**What the task asks:** In the data below, find each line that contains the word "Some" and copy it.

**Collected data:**
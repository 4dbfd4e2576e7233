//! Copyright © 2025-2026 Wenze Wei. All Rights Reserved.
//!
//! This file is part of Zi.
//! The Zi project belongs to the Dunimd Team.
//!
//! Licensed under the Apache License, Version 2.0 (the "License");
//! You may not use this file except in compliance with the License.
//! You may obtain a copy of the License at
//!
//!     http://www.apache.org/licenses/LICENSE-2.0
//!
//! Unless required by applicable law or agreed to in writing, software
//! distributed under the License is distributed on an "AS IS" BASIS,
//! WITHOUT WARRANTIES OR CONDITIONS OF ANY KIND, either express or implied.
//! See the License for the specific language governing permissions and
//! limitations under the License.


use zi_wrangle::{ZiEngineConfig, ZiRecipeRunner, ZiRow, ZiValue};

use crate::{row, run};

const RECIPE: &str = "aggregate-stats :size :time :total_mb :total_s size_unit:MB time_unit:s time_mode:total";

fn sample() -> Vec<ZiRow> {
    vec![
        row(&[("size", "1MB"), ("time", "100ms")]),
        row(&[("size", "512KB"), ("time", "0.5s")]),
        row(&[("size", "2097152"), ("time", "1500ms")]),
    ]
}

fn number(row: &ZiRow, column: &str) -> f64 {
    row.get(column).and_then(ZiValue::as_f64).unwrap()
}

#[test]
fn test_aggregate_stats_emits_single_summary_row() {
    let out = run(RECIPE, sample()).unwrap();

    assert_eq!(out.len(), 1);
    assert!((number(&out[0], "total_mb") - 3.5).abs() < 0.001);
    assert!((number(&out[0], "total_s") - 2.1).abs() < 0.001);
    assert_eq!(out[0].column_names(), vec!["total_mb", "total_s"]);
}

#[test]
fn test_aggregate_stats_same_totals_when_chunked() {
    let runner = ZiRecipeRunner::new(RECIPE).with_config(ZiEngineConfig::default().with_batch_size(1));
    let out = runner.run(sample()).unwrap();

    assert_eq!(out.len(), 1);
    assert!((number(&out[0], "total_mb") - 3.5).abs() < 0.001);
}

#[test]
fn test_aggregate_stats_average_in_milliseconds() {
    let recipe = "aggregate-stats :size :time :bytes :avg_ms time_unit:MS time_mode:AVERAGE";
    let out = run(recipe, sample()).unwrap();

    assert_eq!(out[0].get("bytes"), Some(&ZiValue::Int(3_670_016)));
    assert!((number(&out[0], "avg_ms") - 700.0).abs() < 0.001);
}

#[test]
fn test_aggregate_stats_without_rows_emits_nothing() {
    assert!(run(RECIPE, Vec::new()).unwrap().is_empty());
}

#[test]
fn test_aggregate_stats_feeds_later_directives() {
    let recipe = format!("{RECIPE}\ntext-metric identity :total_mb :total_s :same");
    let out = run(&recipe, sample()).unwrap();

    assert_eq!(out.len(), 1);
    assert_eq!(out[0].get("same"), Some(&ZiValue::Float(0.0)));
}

**Response to this task:**
    assert_eq!(out[0].get("bytes"), Some(&ZiValue::Int(3_670_016)));
    assert_eq!(out[0].get("same"), Some(&ZiValue::Float(0.0)));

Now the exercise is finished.